Part 2 of 5 – NorFilly reflects, Bracetti responds
The thing about the first article we ran on the school is the fact that local grassroots newspaper Community Focus also carried the story. Being a lesser known (just a baby) publication, NF took some heat, but not as much as Focus. David Roche, production manager at Focus, received a number of calls about the article, published on the front page of his periodical. Professional to the core, he passed the complaints of heated administrators at Bracetti and the rants of angry parents on to NorFilly Magazine. And we dealt with them.
First, we established that neither NF nor Focus has any personal feelings against Bracetti Academy. Neither publication, asserted, sought the story or had intentions of harming the school or its reputation in any way. Certainly, it sparked a bit of controversy and some conversation, but in the eyes of NF… that is all it did. Yet, some other things had to be clarified for all readers.
Next, there were some misunderstandings that arose throughout the process. Being an English-language publication, we experienced difficulties in translating for our Spanish-dominant interviewees. Throughout our three meetings, we used three different translators, and some meaning became lost in those translations. For this, NF apologized and corrected some misinformation that was unintentionally published in its first article.
We even had to clarify an important issue on which readers in the school’s defense said that our writing was one-sided. Complaints arose about Ida Navarro being the only parent interviewed in preparation of our first article. Such was not the case. We interviewed several parents, but most said they didn’t wish to be quoted because “the school” (they weren’t specific) told them if they talked to the press, they’d be sued. When asked about it, school administration didn’t know where that information might have come from. In fairness to Focus readers, we requested that Community Focus also run our corrections, and they did.

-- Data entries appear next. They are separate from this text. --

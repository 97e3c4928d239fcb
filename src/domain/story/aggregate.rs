//! Story Context - Aggregate Root

use serde::Serialize;
use std::collections::HashSet;

use super::{AssetBundle, Scene, StoryError, StoryId, StoryMetadata};

/// 后端未给出标题时使用
pub const DEFAULT_TITLE: &str = "Generated Story";

/// Story 聚合根
///
/// 不变量:
/// - 至少包含一个场景
/// - 场景按 scene_number 升序排列，顺序稳定
/// - 场景 id 唯一
#[derive(Debug, Clone, PartialEq, Serialize)]
#[serde(rename_all = "camelCase")]
pub struct Story {
    id: StoryId,
    title: String,
    metadata: StoryMetadata,
    scenes: Vec<Scene>,
    #[serde(skip_serializing_if = "Option::is_none")]
    assets: Option<AssetBundle>,
}

impl Story {
    pub fn new(
        id: StoryId,
        title: impl Into<String>,
        mut metadata: StoryMetadata,
        mut scenes: Vec<Scene>,
    ) -> Result<Self, StoryError> {
        if scenes.is_empty() {
            return Err(StoryError::NoScenes);
        }

        let mut seen = HashSet::with_capacity(scenes.len());
        for scene in &scenes {
            if !seen.insert(scene.id()) {
                return Err(StoryError::DuplicateScene(scene.id()));
            }
        }

        // sort_by_key 是稳定排序
        scenes.sort_by_key(|s| s.scene_number());
        metadata.total_scenes = scenes.len();

        let title = title.into();
        let title = if title.trim().is_empty() {
            DEFAULT_TITLE.to_string()
        } else {
            title.trim().to_string()
        };

        Ok(Self {
            id,
            title,
            metadata,
            scenes,
            assets: None,
        })
    }

    /// 只有一个场景的故事，不会失败
    pub(crate) fn single_scene(
        id: StoryId,
        title: impl Into<String>,
        mut metadata: StoryMetadata,
        scene: Scene,
    ) -> Self {
        metadata.total_scenes = 1;
        let title = title.into();
        let title = if title.trim().is_empty() {
            DEFAULT_TITLE.to_string()
        } else {
            title.trim().to_string()
        };
        Self {
            id,
            title,
            metadata,
            scenes: vec![scene],
            assets: None,
        }
    }

    // Getters
    pub fn id(&self) -> &StoryId {
        &self.id
    }

    pub fn title(&self) -> &str {
        &self.title
    }

    pub fn metadata(&self) -> &StoryMetadata {
        &self.metadata
    }

    pub fn scenes(&self) -> &[Scene] {
        &self.scenes
    }

    pub fn scene_count(&self) -> usize {
        self.scenes.len()
    }

    pub fn scene(&self, id: u32) -> Option<&Scene> {
        self.scenes.iter().find(|s| s.id() == id)
    }

    pub fn assets(&self) -> Option<&AssetBundle> {
        self.assets.as_ref()
    }

    /// 可变访问场景切片（不能改变数量和顺序）
    pub(crate) fn scenes_mut(&mut self) -> &mut [Scene] {
        &mut self.scenes
    }

    pub fn scene_mut(&mut self, id: u32) -> Result<&mut Scene, StoryError> {
        self.scenes
            .iter_mut()
            .find(|s| s.id() == id)
            .ok_or(StoryError::SceneNotFound(id))
    }

    pub fn update_scene_text(&mut self, id: u32, text: impl Into<String>) -> Result<(), StoryError> {
        self.scene_mut(id)?.set_text(text)
    }

    pub fn merge_assets(&mut self, bundle: AssetBundle) {
        if bundle.is_empty() {
            return;
        }
        match self.assets.as_mut() {
            Some(existing) => existing.merge(bundle),
            None => self.assets = Some(bundle),
        }
    }

    /// 完整正文，场景之间以空行分隔
    pub fn full_text(&self) -> String {
        self.scenes
            .iter()
            .map(|s| s.text())
            .collect::<Vec<_>>()
            .join("\n\n")
    }

    pub fn word_count(&self) -> usize {
        self.scenes
            .iter()
            .map(|s| s.text().split_whitespace().count())
            .sum()
    }
}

Finally, NF ensured that any response from the district, school or administration should be carried in NF, the publication that originated the story based on parent complaints. Focus was good about passing on information as warranted, and we even contacted Villani and Davis to make sure NF was included (to their confusion) in their response. We did, after all, want to tell the whole story, and we made that clear all involved.
At the same time, Bracetti School was preparing its “rebuttal”, appearing in the same edition of Focus Newspaper as our reflection. In it the school talks about Mariana Bracetti, the woman for whom the school was named, and about the school’s accomplishments that put it a notch above other area schools, like Stetson Middle or Kensington and Edison High Schools. Their piece was in defense of parental complaints and claimed that “achievement isn’t the only reason parents love Bracetti Academy.”
Surely, our article was described in letters and e-mails as “one-sided” or “unbalanced.” In our reflection, we conceded that the story was compiled hastily, but with no bad intentions. However, there were more readers who saw the school’s response as “unnecessary” given the circumstances in which it was conceived. One interesting feature of their response, though, is that it brought readers back by promising to let them hear from students who apparently like their school just the way it is.